PROVIDED INFORMATION Start Marker

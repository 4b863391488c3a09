//! Raster model shared by the catalog and the backends.

use std::collections::HashMap;
use std::sync::Arc;

use geo::MultiPolygon;
use mangrove_common::BoundingBox;
use serde::{Deserialize, Serialize};

use crate::error::{EngineError, Result};

/// Area of interest: a (multi)polygon in WGS84 degrees.
pub type Aoi = Arc<MultiPolygon<f64>>;

/// Metres per degree of latitude, used for scale and tolerance conversions.
pub const METERS_PER_DEGREE: f64 = 111_320.0;

/// Mean Earth radius in metres.
pub const EARTH_RADIUS_M: f64 = 6_371_008.8;

/// Spherical area in square metres of a lon/lat cell.
///
/// # Arguments
/// * `lat_south` - Southern edge in degrees
/// * `lat_north` - Northern edge in degrees
/// * `lon_span` - Cell width in degrees
pub fn cell_area_m2(lat_south: f64, lat_north: f64, lon_span: f64) -> f64 {
    EARTH_RADIUS_M
        * EARTH_RADIUS_M
        * lon_span.to_radians()
        * (lat_north.to_radians().sin() - lat_south.to_radians().sin())
}

/// Affine placement of a north-up raster.
#[derive(Debug, Clone, Copy, PartialEq, Serialize, Deserialize)]
pub struct GeoTransform {
    /// Longitude of the upper-left corner.
    pub origin_lon: f64,
    /// Latitude of the upper-left corner.
    pub origin_lat: f64,
    /// Pixel width in degrees.
    pub pixel_width: f64,
    /// Pixel height in degrees (positive; rows run southwards).
    pub pixel_height: f64,
}

impl GeoTransform {
    pub fn new(origin_lon: f64, origin_lat: f64, pixel_width: f64, pixel_height: f64) -> Self {
        Self {
            origin_lon,
            origin_lat,
            pixel_width,
            pixel_height,
        }
    }

    /// Column and row of the pixel containing a point, if inside the grid.
    pub fn pixel_at(&self, lon: f64, lat: f64, width: usize, height: usize) -> Option<(usize, usize)> {
        let col = ((lon - self.origin_lon) / self.pixel_width).floor();
        let row = ((self.origin_lat - lat) / self.pixel_height).floor();

        if col < 0.0 || row < 0.0 || col >= width as f64 || row >= height as f64 {
            return None;
        }

        Some((col as usize, row as usize))
    }

    /// Geographic bounds of a grid with this transform.
    pub fn bounds(&self, width: usize, height: usize) -> BoundingBox {
        BoundingBox::new(
            self.origin_lon,
            self.origin_lat - self.pixel_height * height as f64,
            self.origin_lon + self.pixel_width * width as f64,
            self.origin_lat,
        )
    }
}

/// One band of a raster, row-major from the top row.
#[derive(Debug, Clone, PartialEq, Serialize, Deserialize)]
pub struct Band {
    pub name: String,
    pub data: Vec<f32>,
}

impl Band {
    pub fn new(name: impl Into<String>, data: Vec<f32>) -> Self {
        Self {
            name: name.into(),
            data,
        }
    }
}

/// A georeferenced multi-band raster.
#[derive(Debug, Clone, PartialEq, Serialize, Deserialize)]
pub struct Raster {
    pub width: usize,
    pub height: usize,
    pub transform: GeoTransform,
    /// Value marking missing data. NaN is always treated as missing.
    #[serde(default)]
    pub nodata: Option<f32>,
    pub bands: Vec<Band>,
}

impl Raster {
    /// Build a raster, checking every band matches the grid size.
    pub fn new(
        width: usize,
        height: usize,
        transform: GeoTransform,
        nodata: Option<f32>,
        bands: Vec<Band>,
    ) -> Result<Self> {
        let raster = Self {
            width,
            height,
            transform,
            nodata,
            bands,
        };
        raster.validate()?;
        Ok(raster)
    }

    /// Single-band raster convenience constructor.
    pub fn single_band(
        name: impl Into<String>,
        width: usize,
        height: usize,
        transform: GeoTransform,
        data: Vec<f32>,
    ) -> Result<Self> {
        Self::new(width, height, transform, None, vec![Band::new(name, data)])
    }

    /// Check the raster is well-formed.
    pub fn validate(&self) -> Result<()> {
        if self.width == 0 || self.height == 0 {
            return Err(EngineError::invalid_raster("raster has no pixels"));
        }
        if self.bands.is_empty() {
            return Err(EngineError::invalid_raster("raster has no bands"));
        }
        if !(self.transform.pixel_width > 0.0 && self.transform.pixel_height > 0.0) {
            return Err(EngineError::invalid_raster("pixel size must be positive"));
        }

        let expected = self.width * self.height;
        for band in &self.bands {
            if band.data.len() != expected {
                return Err(EngineError::invalid_raster(format!(
                    "band '{}' has {} values, expected {}x{}={}",
                    band.name,
                    band.data.len(),
                    self.width,
                    self.height,
                    expected
                )));
            }
        }

        Ok(())
    }

    /// Unmasked value of a band at a point, nearest-pixel.
    pub fn value_at(&self, band: usize, lon: f64, lat: f64) -> Option<f32> {
        let (col, row) = self.transform.pixel_at(lon, lat, self.width, self.height)?;
        let value = *self.bands.get(band)?.data.get(row * self.width + col)?;

        if value.is_nan() || self.nodata == Some(value) {
            return None;
        }
        Some(value)
    }

    pub fn bounds(&self) -> BoundingBox {
        self.transform.bounds(self.width, self.height)
    }
}

/// Rasters addressable by id.
#[derive(Debug, Default, Clone)]
pub struct RasterStore {
    rasters: HashMap<String, Arc<Raster>>,
}

impl RasterStore {
    pub fn new() -> Self {
        Self::default()
    }

    /// Add a raster, replacing any raster with the same id.
    pub fn insert(&mut self, id: impl Into<String>, raster: Raster) {
        self.rasters.insert(id.into(), Arc::new(raster));
    }

    pub fn get(&self, id: &str) -> Option<&Raster> {
        self.rasters.get(id).map(|r| r.as_ref())
    }

    pub fn contains(&self, id: &str) -> bool {
        self.rasters.contains_key(id)
    }

    pub fn len(&self) -> usize {
        self.rasters.len()
    }

    pub fn is_empty(&self) -> bool {
        self.rasters.is_empty()
    }
}

#[cfg(test)]
mod tests {
    use super::*;

    fn transform() -> GeoTransform {
        GeoTransform::new(10.0, 5.0, 0.5, 0.5)
    }

    #[test]
    fn test_pixel_at() {
        let t = transform();
        assert_eq!(t.pixel_at(10.1, 4.9, 4, 4), Some((0, 0)));
        assert_eq!(t.pixel_at(11.6, 3.4, 4, 4), Some((3, 3)));
        assert_eq!(t.pixel_at(9.9, 4.9, 4, 4), None);
        assert_eq!(t.pixel_at(12.0, 4.9, 4, 4), None);
    }

    #[test]
    fn test_value_at_masks_nodata_and_nan() {
        let raster = Raster::new(
            2,
            1,
            transform(),
            Some(-9999.0),
            vec![Band::new("b1", vec![-9999.0, f32::NAN])],
        )
        .unwrap();
        assert_eq!(raster.value_at(0, 10.2, 4.8), None);
        assert_eq!(raster.value_at(0, 10.7, 4.8), None);

        let raster = Raster::single_band("b1", 2, 1, transform(), vec![1.0, 2.0]).unwrap();
        assert_eq!(raster.value_at(0, 10.7, 4.8), Some(2.0));
        assert_eq!(raster.value_at(1, 10.7, 4.8), None);
    }

    #[test]
    fn test_band_length_checked() {
        let result = Raster::single_band("b1", 2, 2, transform(), vec![1.0; 3]);
        assert!(matches!(result, Err(EngineError::InvalidRaster(_))));
    }

    #[test]
    fn test_bounds() {
        let bounds = transform().bounds(4, 2);
        assert_eq!(bounds, BoundingBox::new(10.0, 4.0, 12.0, 5.0));
    }

    #[test]
    fn test_cell_area_one_degree_at_equator() {
        let area = cell_area_m2(0.0, 1.0, 1.0);
        // ~ 12 364 km² for a 1°x1° cell at the equator
        assert!((area / 1e6 - 12_364.0).abs() < 10.0);
    }
}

PROVIDED INFORMATION End Marker

WORK ITEM
In the listing above, find the line with "Some((col as usize, row as usize))" and the line with "self.origin_lat - self.pixel_height", then reproduce both and every line between them exactly.

EXERCISE OUTPUT
        Some((col as usize, row as usize))
    }

    /// Geographic bounds of a grid with this transform.
    pub fn bounds(&self, width: usize, height: usize) -> BoundingBox {
        BoundingBox::new(
            self.origin_lon,
            self.origin_lat - self.pixel_height * height as f64,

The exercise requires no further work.